**Instructions for the task:** Find the line containing "0, dy: -120" in the records below. Copy exactly that line and each one after it, ending at the line containing "let err = PipelineGraph::from_json(json).unwrap_err();", and nothing more.
§ §
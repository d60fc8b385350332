//! Test: controller faults, action errors and malformed documents

use crate::helpers::*;
use std::time::Duration;
use uiflow::controller::ControllerError;
use uiflow::core::{
    Action, ActionKind, ActionOutcome, DocumentError, ErrorKind, PipelineGraph, PipelineNode,
    Recognition, Rect,
};
use uiflow::execution::{EngineError, ExecutionEvent, RunRequest};

const OPEN_SETTINGS: &str = r#"{
    "Open": {"recognition": "OCR", "expected": "Settings", "action": "Click"}
}"#;

fn settings_ocr() -> ScreenOcr {
    ScreenOcr::new().with_text(SETTINGS, "Settings", Rect::new(10, 10, 40, 10))
}

#[tokio::test(start_paused = true)]
async fn test_lost_controller_aborts_run() {
    let device = FakeController::android("emulator-5554");
    device.set_lost();
    let h = Harness::new(device.clone(), settings_ocr(), test_settings());

    let result = h.run(OPEN_SETTINGS, "Open").await;

    assert_failed(&result, "Open", ErrorKind::ControllerLost);
    assert_eq!(result.trace.len(), 1);
    assert_eq!(
        result.trace[0].error.as_ref().map(|e| e.kind),
        Some(ErrorKind::ControllerLost)
    );

    // The registry now knows the device is gone
    let err = h.engine.start(h.request(OPEN_SETTINGS, "Open")).err();
    assert!(matches!(
        err,
        Some(EngineError::Controller(ControllerError::Lost { .. }))
    ));
}

#[tokio::test(start_paused = true)]
async fn test_rejected_capture_consumes_attempt() {
    let device = FakeController::android("emulator-5554");
    device.script([
        Err(ControllerError::rejected("capture", "window minimized")),
        Err(ControllerError::rejected("capture", "window minimized")),
        Ok(SETTINGS),
    ]);
    let h = Harness::new(device.clone(), settings_ocr(), test_settings());

    let result = h.run(OPEN_SETTINGS, "Open").await;

    assert_succeeded(&result);
    assert_eq!(result.trace[0].recognition.attempts(), 3);

    let missed: Vec<ErrorKind> = h
        .events()
        .iter()
        .filter_map(|e| match e {
            ExecutionEvent::AttemptMissed { error, .. } => error.as_ref().map(|e| e.kind),
            _ => None,
        })
        .collect();
    assert_eq!(missed, vec![ErrorKind::ControllerRejected; 2]);
}

#[tokio::test(start_paused = true)]
async fn test_unresponsive_capture_is_cut_off() {
    let device = FakeController::android("emulator-5554");
    device.set_capture_delay(Duration::from_secs(60));
    let h = Harness::new(device.clone(), settings_ocr(), test_settings());

    let started = tokio::time::Instant::now();
    let result = h.run(OPEN_SETTINGS, "Open").await;

    assert_failed(&result, "Open", ErrorKind::NodeTimeout);
    let outcome = &result.trace[0];
    assert_eq!(outcome.recognition.attempts(), 3);
    let message = &outcome.error.as_ref().unwrap().message;
    assert!(message.contains("ControllerUnresponsive"), "{}", message);

    // Three 1s call timeouts plus two backoff waits, nowhere near 60s
    assert!(started.elapsed() < Duration::from_secs(4));
}

#[tokio::test(start_paused = true)]
async fn test_stuck_recognition_is_cut_off() {
    let device = FakeController::android("emulator-5554");
    device.show(SETTINGS);
    let h = Harness::new(device.clone(), settings_ocr().stuck(), test_settings());

    let started = tokio::time::Instant::now();
    let handle = h.engine.start(h.request(OPEN_SETTINGS, "Open")).unwrap();
    let result = tokio::time::timeout(Duration::from_secs(3600), handle.wait())
        .await
        .expect("run should not hang")
        .unwrap();

    assert_failed(&result, "Open", ErrorKind::NodeTimeout);
    assert_eq!(result.trace[0].recognition.attempts(), 3);
    assert_eq!(h.ocr.detections(), 3);
    assert!(started.elapsed() < Duration::from_secs(4));

    let missed: Vec<ErrorKind> = h
        .events()
        .iter()
        .filter_map(|e| match e {
            ExecutionEvent::AttemptMissed { error, .. } => error.as_ref().map(|e| e.kind),
            _ => None,
        })
        .collect();
    assert_eq!(missed, vec![ErrorKind::RecognizerBackendError; 3]);

    // The controller is free again
    assert!(!h.engine.registry().is_busy(&h.controller_id));
}

#[tokio::test(start_paused = true)]
async fn test_action_errors_are_not_retried() {
    let device = FakeController::android("emulator-5554");
    device.show(SETTINGS);
    device.set_reject_inputs();
    let h = Harness::new(device.clone(), settings_ocr(), test_settings());

    let json = r#"{
        "Open": {"recognition": "OCR", "expected": "Settings", "action": "Click", "next": ["After"]},
        "After": {}
    }"#;
    let result = h.run(json, "Open").await;

    assert_failed(&result, "Open", ErrorKind::ActionError);
    assert_eq!(result.trace.len(), 1);
    assert_eq!(
        result.trace[0].action,
        ActionOutcome::Failed {
            kind: ActionKind::Click
        }
    );
    assert_eq!(
        result.trace[0].error.as_ref().map(|e| e.kind),
        Some(ErrorKind::ControllerRejected)
    );
    assert_eq!(device.captures(), 1);
    assert_eq!(device.inputs().len(), 1);
}

#[tokio::test(start_paused = true)]
async fn test_scroll_unsupported_on_android() {
    let device = FakeController::android("emulator-5554");
    let h = Harness::new(device.clone(), ScreenOcr::new(), test_settings());

    let result = h.run(r#"{"Down": {"action": "Scroll", "dy": -120}}"#, "Down").await;

    assert_failed(&result, "Down", ErrorKind::UnsupportedOnPlatform);
    assert_eq!(
        result.trace[0].action,
        ActionOutcome::Failed {
            kind: ActionKind::Scroll
        }
    );
}

#[tokio::test(start_paused = true)]
async fn test_single_node_scroll_fails_cleanly_on_android() {
    let device = FakeController::android("emulator-5554");
    let h = Harness::new(device.clone(), ScreenOcr::new(), test_settings());

    let node = PipelineNode::new(Recognition::DirectHit, Action::Scroll { dx: 0, dy: -120 });
    let result = h
        .engine
        .run_node(h.controller_id.clone(), "Scroll", node)
        .await
        .unwrap();

    assert_failed(&result, "Scroll", ErrorKind::UnsupportedOnPlatform);
    assert!(device.inputs().is_empty());
    assert!(!h.engine.registry().is_busy(&h.controller_id));
}

#[tokio::test(start_paused = true)]
async fn test_scroll_and_key_combo_on_windows() {
    let window = FakeController::windows("Notepad");
    let h = Harness::new(window.clone(), ScreenOcr::new(), test_settings());

    let json = r#"{
        "Down": {"action": "Scroll", "dy": -120, "next": ["Save"]},
        "Save": {"action": "KeyCombo", "keys": [17, 83]}
    }"#;
    let result = h.run(json, "Down").await;

    assert_succeeded(&result);
    assert_eq!(
        window.inputs(),
        vec![Call::Scroll(0, -120), Call::Combo(vec![17, 83])]
    );
}

#[test]
fn test_dangling_reference_fails_load() {
    let json = r#"{
        "Start": {"next": ["Missing"]}
    }"#;

    let err = PipelineGraph::from_json(json).unwrap_err();
    assert!(matches!(err, DocumentError::DanglingReference { .. }));
    assert_eq!(err.kind(), Some(ErrorKind::DanglingReference));
}

#[test]
fn test_unknown_kinds_fail_load() {
    let err = PipelineGraph::from_json(r#"{"A": {"recognition": "ColorMatch"}}"#).unwrap_err();
    assert_eq!(err.kind(), Some(ErrorKind::UnsupportedNodeKind));

    let err = PipelineGraph::from_json(r#"{"A": {"action": "StartApp"}}"#).unwrap_err();
    assert_eq!(err.kind(), Some(ErrorKind::UnsupportedNodeKind));
}

#[tokio::test(start_paused = true)]
async fn test_unknown_entry_or_controller() {
    let device = FakeController::android("emulator-5554");
    let h = Harness::new(device.clone(), ScreenOcr::new(), test_settings());

    let err = h.engine.start(h.request(OPEN_SETTINGS, "Nope")).err();
    assert!(matches!(err, Some(EngineError::UnknownEntry(_))));

    let graph = PipelineGraph::from_json(OPEN_SETTINGS).unwrap();
    let request = RunRequest::new("android:other", std::sync::Arc::new(graph), "Open");
    let err = h.engine.start(request).err();
    assert!(matches!(
        err,
        Some(EngineError::Controller(ControllerError::NotFound { .. }))
    ));
    assert!(device.calls().is_empty());
}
§ §
**Exercise output:**
    let node = PipelineNode::new(Recognition::DirectHit, Action::Scroll { dx: 0, dy: -120 });
    let result = h
        .engine
        .run_node(h.controller_id.clone(), "Scroll", node)
        .await
        .unwrap();

    assert_failed(&result, "Scroll", ErrorKind::UnsupportedOnPlatform);
    assert!(device.inputs().is_empty());
    assert!(!h.engine.registry().is_busy(&h.controller_id));
}

#[tokio::test(start_paused = true)]
async fn test_scroll_and_key_combo_on_windows() {
    let window = FakeController::windows("Notepad");
    let h = Harness::new(window.clone(), ScreenOcr::new(), test_settings());

    let json = r#"{
        "Down": {"action": "Scroll", "dy": -120, "next": ["Save"]},
        "Save": {"action": "KeyCombo", "keys": [17, 83]}
    }"#;
    let result = h.run(json, "Down").await;

    assert_succeeded(&result);
    assert_eq!(
        window.inputs(),
        vec![Call::Scroll(0, -120), Call::Combo(vec![17, 83])]
    );
}

#[test]
fn test_dangling_reference_fails_load() {
    let json = r#"{
        "Start": {"next": ["Missing"]}
    }"#;

    let err = PipelineGraph::from_json(json).unwrap_err();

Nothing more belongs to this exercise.